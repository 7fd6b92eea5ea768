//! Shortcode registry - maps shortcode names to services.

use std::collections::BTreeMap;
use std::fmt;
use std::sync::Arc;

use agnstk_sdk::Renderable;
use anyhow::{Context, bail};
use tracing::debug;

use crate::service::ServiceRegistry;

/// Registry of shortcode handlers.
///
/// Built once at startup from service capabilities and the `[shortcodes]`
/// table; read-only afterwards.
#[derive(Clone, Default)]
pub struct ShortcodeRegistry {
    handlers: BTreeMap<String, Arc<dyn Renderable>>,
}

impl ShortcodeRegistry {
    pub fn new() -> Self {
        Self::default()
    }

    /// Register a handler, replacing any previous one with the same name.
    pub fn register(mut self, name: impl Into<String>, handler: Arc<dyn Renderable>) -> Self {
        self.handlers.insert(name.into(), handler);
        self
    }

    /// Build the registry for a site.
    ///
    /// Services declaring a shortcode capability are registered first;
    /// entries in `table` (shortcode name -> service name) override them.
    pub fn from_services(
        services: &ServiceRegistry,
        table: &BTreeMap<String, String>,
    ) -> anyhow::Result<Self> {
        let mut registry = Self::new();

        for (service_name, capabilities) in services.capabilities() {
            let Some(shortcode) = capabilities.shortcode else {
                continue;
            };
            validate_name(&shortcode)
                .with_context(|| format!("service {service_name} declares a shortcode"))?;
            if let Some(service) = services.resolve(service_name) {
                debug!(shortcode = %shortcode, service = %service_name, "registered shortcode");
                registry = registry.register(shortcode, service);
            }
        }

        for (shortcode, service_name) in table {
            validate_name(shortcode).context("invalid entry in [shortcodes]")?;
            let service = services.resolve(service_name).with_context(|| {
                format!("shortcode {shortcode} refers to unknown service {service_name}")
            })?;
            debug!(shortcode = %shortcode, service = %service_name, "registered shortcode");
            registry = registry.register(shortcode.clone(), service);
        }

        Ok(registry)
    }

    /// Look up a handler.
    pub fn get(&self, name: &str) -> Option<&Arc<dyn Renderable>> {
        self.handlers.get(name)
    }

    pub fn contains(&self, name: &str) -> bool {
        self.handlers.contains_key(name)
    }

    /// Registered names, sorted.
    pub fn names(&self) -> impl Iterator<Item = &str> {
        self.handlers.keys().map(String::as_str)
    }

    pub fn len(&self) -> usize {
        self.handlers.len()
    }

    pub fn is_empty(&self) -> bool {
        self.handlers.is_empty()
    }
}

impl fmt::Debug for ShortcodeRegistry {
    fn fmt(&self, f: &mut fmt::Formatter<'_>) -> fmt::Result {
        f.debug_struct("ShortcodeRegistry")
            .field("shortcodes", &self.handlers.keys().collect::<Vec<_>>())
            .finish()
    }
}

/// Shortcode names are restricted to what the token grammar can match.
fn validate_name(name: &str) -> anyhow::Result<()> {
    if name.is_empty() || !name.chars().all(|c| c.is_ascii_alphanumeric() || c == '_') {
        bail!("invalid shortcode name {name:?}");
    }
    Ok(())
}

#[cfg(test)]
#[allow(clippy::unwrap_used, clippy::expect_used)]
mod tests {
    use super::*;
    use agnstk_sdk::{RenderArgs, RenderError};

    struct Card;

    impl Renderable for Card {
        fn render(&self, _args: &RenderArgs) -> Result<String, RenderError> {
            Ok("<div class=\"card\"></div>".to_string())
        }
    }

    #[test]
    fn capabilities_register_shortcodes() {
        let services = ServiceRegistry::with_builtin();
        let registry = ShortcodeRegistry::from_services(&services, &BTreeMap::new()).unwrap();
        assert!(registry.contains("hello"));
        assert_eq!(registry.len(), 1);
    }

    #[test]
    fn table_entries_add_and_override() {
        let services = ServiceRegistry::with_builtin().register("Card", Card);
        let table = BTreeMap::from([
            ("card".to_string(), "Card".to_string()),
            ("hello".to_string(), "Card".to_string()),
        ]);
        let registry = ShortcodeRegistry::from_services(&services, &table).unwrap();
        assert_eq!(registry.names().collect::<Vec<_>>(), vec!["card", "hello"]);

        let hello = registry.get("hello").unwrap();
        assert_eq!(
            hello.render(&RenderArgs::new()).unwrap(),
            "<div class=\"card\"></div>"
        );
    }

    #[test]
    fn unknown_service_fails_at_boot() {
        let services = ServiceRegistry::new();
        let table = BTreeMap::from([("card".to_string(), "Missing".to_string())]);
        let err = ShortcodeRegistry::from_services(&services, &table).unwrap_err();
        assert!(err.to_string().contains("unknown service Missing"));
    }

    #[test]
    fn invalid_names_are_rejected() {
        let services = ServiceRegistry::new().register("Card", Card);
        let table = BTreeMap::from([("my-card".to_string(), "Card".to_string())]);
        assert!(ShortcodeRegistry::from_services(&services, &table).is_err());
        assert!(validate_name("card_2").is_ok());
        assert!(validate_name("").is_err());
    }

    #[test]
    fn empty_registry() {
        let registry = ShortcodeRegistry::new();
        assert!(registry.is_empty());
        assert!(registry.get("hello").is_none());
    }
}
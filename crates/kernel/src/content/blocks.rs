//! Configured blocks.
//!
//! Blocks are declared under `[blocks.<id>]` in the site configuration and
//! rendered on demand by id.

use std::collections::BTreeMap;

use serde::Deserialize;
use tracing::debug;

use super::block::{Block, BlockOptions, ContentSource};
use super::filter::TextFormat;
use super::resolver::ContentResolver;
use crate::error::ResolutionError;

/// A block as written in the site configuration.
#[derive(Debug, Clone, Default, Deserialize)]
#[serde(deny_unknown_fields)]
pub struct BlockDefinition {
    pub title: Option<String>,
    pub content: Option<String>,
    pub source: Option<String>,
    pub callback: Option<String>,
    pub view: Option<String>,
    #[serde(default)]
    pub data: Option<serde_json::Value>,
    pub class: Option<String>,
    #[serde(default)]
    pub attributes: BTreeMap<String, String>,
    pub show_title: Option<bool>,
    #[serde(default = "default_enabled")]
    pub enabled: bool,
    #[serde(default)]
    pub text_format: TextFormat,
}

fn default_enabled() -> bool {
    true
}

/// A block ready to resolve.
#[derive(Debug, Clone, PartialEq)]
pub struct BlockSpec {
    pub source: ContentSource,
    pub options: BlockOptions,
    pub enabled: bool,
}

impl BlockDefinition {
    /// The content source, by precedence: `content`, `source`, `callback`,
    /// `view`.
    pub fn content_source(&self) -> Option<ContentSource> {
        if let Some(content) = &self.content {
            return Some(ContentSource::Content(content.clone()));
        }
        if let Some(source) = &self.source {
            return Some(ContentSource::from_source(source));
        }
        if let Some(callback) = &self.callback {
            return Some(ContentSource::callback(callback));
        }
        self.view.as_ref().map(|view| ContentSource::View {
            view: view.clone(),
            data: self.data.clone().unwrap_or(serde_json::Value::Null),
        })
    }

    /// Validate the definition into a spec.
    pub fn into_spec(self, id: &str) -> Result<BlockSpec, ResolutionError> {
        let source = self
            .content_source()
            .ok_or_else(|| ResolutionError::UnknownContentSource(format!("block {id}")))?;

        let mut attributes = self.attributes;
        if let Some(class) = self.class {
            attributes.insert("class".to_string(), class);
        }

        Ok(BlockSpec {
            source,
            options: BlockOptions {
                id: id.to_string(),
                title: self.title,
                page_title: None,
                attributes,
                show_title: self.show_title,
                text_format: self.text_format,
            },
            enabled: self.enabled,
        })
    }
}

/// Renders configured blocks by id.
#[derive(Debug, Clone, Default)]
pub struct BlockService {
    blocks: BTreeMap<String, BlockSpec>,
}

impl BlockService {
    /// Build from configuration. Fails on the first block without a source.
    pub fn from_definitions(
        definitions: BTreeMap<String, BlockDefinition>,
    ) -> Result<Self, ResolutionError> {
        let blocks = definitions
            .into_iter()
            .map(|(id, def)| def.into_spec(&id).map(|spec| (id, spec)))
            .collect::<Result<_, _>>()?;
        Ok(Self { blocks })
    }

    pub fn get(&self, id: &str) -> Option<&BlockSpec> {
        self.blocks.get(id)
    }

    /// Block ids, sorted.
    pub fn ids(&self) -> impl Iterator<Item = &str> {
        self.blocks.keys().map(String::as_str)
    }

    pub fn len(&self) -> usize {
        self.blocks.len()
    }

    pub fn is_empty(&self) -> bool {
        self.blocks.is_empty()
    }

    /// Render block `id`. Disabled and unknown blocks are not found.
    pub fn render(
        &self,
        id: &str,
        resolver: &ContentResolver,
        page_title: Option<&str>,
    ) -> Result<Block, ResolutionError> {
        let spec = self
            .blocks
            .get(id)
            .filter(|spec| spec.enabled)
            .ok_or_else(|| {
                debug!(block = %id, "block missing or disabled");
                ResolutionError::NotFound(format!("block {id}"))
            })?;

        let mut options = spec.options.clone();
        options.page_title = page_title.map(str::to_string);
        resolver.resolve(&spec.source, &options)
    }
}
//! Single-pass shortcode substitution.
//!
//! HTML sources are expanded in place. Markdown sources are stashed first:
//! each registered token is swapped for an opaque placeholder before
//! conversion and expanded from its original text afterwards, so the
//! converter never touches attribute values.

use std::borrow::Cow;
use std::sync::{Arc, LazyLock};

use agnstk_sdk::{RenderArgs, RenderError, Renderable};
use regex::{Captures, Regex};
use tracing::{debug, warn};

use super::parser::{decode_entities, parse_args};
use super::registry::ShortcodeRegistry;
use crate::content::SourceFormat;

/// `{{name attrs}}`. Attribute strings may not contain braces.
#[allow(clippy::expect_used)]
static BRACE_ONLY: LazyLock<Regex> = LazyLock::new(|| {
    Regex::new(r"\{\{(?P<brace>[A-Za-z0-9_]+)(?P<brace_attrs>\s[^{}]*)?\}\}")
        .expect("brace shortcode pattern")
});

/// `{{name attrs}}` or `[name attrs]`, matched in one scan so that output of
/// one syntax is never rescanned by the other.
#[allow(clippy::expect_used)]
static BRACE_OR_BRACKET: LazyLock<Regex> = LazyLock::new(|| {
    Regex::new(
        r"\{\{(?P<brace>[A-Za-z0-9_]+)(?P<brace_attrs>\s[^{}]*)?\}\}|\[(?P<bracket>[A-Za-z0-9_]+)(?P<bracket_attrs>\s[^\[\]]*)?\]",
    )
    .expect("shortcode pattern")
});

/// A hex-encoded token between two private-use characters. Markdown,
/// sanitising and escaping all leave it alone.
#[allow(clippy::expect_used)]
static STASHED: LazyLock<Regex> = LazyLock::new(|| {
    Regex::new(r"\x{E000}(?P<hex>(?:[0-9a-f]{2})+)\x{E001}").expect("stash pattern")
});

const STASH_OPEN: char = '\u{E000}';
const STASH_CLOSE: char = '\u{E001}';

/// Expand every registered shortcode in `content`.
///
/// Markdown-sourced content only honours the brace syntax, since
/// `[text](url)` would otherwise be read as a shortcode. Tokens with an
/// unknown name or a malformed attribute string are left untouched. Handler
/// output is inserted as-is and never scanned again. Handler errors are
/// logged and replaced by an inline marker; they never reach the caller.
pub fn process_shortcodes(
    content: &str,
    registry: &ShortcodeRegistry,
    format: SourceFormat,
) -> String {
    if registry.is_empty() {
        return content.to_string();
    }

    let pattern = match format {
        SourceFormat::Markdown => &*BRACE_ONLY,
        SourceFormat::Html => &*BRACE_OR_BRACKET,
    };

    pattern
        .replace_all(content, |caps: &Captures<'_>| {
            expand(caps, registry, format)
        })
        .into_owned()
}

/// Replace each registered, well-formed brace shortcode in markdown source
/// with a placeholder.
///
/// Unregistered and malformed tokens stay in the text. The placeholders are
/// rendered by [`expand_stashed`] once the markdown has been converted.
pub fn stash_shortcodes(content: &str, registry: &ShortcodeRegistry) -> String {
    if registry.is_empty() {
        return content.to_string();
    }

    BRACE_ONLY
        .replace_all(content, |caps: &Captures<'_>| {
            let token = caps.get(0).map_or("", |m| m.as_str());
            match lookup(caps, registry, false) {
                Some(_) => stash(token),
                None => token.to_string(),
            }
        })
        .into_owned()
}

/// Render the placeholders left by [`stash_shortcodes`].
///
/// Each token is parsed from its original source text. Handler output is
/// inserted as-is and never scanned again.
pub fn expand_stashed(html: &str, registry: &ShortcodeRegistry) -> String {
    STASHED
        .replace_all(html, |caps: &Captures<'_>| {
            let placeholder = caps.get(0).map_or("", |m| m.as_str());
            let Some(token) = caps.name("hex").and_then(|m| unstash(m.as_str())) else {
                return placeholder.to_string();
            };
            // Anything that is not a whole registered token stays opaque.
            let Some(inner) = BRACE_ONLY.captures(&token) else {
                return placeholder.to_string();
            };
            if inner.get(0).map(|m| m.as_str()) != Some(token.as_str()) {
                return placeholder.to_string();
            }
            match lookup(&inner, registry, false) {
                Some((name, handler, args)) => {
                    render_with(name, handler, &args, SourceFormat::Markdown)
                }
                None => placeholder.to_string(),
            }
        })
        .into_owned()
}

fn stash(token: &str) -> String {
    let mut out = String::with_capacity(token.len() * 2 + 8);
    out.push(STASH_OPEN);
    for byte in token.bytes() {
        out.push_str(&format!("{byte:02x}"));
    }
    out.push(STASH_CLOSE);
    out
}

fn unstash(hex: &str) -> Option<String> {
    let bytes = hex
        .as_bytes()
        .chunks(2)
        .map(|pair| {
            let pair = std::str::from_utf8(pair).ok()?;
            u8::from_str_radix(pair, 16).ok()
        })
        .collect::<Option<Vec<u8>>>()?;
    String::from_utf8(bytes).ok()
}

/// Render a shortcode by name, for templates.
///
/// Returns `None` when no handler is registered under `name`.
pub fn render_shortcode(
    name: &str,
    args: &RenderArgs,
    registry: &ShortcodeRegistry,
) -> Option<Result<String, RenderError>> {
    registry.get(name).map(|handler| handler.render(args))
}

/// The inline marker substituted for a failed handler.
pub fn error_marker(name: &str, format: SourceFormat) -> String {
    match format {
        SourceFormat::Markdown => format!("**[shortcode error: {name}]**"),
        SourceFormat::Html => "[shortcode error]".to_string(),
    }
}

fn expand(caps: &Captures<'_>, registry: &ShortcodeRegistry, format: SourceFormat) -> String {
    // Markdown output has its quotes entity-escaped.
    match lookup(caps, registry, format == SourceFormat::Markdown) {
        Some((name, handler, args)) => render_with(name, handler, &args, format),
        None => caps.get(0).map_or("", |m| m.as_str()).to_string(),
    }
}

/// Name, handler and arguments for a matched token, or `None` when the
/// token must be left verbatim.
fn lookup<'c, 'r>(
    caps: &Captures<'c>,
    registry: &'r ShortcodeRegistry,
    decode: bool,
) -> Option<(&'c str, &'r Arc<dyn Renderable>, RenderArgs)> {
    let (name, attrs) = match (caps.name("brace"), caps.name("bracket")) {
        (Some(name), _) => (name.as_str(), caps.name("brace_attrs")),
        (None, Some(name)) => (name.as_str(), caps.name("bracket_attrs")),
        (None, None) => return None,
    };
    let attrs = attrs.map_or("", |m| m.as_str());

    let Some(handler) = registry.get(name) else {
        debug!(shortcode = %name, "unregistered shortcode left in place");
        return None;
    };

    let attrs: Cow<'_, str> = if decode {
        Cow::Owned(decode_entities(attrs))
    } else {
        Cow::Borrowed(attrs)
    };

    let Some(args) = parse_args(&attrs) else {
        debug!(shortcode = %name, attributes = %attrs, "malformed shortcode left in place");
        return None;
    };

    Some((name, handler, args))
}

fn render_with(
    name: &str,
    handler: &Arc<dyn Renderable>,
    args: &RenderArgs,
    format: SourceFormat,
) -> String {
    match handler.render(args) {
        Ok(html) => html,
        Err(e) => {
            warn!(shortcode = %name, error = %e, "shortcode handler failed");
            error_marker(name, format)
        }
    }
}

....

## What is needed
If a line holds the string "Build", it counts; please state how many such lines there are in the data, with nothing more.

## Answer to this exercise
2